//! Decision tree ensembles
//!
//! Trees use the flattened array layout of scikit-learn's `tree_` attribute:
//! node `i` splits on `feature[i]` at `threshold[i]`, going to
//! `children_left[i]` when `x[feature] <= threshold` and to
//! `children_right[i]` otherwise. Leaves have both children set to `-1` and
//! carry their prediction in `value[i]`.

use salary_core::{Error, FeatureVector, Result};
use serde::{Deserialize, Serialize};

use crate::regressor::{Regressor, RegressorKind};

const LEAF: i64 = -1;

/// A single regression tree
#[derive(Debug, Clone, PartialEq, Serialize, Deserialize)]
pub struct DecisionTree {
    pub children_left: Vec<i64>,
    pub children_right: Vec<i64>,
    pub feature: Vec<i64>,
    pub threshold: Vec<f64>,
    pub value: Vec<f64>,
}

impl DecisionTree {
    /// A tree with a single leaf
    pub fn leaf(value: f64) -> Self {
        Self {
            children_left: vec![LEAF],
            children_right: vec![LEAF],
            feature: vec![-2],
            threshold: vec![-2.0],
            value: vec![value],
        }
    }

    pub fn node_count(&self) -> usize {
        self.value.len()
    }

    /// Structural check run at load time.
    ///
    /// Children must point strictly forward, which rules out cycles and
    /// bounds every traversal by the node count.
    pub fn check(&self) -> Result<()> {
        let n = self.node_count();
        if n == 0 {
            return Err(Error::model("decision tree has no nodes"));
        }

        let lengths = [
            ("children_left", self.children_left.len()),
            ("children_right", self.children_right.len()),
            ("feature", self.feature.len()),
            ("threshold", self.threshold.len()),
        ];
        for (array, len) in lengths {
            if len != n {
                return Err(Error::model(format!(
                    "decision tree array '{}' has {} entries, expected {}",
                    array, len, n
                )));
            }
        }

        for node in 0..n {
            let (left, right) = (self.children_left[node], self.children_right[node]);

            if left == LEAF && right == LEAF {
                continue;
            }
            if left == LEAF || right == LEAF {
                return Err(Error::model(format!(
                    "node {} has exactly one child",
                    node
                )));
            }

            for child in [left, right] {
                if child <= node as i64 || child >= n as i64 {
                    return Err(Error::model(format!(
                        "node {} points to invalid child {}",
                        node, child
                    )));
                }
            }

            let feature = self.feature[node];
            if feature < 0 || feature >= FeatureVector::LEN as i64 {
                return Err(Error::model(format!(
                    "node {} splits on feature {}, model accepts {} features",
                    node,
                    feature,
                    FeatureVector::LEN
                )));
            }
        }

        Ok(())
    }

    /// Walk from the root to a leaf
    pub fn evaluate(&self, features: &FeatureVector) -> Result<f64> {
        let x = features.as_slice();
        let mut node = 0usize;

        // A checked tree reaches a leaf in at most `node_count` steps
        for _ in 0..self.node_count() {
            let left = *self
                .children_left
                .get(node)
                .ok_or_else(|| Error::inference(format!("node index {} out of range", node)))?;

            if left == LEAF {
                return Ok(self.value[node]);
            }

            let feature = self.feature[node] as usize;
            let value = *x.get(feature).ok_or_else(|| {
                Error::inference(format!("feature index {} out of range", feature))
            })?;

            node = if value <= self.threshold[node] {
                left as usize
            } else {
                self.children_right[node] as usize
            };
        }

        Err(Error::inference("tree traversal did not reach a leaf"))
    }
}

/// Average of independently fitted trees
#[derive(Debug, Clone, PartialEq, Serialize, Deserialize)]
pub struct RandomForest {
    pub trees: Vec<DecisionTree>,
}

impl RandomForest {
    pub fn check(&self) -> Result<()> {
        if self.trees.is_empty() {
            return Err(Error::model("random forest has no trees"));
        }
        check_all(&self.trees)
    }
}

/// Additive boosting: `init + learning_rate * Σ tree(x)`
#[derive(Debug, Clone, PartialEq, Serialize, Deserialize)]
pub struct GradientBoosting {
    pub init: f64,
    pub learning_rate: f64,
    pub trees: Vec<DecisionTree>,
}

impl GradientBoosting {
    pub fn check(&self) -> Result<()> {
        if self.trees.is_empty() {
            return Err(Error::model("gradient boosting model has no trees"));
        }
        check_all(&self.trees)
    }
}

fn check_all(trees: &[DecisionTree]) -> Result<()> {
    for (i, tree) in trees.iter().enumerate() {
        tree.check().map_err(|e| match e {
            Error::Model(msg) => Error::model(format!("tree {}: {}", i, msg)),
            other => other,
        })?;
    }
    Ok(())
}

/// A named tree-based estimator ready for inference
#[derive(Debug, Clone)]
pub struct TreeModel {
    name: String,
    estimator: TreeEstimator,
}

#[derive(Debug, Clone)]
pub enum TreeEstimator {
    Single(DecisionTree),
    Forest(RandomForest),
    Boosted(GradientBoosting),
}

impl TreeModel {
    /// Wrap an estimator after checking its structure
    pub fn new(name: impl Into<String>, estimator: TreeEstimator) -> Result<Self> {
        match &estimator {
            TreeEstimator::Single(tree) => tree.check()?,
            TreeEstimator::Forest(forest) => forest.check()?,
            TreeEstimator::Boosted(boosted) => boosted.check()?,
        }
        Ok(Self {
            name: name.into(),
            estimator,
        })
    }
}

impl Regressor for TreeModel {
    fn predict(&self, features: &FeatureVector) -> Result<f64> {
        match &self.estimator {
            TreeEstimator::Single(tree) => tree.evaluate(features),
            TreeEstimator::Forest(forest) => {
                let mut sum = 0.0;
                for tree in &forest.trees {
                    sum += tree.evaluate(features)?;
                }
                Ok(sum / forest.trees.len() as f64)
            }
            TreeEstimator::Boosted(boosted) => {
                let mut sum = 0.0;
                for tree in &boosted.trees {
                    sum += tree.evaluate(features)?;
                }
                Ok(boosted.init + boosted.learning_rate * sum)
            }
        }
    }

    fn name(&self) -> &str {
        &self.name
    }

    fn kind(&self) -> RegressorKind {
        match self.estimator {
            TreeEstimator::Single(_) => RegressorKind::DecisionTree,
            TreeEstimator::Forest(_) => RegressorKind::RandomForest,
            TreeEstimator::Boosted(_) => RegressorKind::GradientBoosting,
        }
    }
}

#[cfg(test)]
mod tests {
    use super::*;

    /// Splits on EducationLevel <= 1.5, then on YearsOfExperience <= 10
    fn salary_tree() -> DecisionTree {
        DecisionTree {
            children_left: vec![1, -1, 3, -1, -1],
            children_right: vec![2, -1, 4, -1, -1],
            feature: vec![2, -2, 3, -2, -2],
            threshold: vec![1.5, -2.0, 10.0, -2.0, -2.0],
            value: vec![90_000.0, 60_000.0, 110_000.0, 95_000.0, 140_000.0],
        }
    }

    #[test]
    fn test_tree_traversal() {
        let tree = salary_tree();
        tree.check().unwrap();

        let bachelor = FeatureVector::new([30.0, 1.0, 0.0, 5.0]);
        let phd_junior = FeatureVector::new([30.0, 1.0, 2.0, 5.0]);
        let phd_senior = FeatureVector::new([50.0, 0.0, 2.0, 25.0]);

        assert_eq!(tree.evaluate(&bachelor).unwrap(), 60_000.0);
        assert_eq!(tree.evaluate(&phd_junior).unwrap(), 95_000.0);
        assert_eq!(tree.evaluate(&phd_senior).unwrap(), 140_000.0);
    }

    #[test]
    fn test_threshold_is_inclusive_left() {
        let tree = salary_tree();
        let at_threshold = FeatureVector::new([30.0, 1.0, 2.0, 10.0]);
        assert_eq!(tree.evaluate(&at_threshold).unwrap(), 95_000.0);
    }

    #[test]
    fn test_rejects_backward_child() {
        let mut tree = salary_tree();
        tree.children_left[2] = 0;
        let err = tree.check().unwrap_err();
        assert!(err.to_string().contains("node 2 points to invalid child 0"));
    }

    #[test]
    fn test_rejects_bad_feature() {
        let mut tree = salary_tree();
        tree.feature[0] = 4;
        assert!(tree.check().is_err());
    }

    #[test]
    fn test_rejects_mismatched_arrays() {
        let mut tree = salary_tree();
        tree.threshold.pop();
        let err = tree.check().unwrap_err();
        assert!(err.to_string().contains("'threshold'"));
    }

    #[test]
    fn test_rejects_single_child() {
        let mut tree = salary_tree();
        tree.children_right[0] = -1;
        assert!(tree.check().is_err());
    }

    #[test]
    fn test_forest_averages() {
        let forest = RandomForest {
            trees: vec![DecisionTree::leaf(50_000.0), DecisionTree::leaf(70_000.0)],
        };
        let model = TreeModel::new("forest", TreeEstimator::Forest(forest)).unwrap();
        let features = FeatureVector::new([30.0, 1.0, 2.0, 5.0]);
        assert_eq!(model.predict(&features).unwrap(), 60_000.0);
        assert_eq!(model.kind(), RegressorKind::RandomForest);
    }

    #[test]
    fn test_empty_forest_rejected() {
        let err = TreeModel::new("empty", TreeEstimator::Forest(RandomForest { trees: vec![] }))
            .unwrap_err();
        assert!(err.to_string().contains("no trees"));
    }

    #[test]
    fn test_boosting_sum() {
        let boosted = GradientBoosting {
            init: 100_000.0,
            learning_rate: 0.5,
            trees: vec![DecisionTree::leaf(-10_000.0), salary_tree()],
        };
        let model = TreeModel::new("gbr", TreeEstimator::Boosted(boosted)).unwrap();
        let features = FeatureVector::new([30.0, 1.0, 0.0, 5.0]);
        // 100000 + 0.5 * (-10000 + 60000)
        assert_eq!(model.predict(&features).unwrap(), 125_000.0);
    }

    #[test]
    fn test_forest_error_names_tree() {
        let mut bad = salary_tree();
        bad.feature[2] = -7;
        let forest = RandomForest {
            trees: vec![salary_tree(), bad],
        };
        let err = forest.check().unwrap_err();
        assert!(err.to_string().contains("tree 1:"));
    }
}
• • • •
> **WHAT YOU NEED TO DO**
Extract every line above containing the word "DecisionTree".

> **RESPONSE TO THIS TASK**
pub struct DecisionTree {
impl DecisionTree {
    pub trees: Vec<DecisionTree>,
    pub trees: Vec<DecisionTree>,
fn check_all(trees: &[DecisionTree]) -> Result<()> {
    Single(DecisionTree),
            TreeEstimator::Single(_) => RegressorKind::DecisionTree,
    fn salary_tree() -> DecisionTree {
        DecisionTree {
            trees: vec![DecisionTree::leaf(50_000.0), DecisionTree::leaf(70_000.0)],
            trees: vec![DecisionTree::leaf(-10_000.0), salary_tree()],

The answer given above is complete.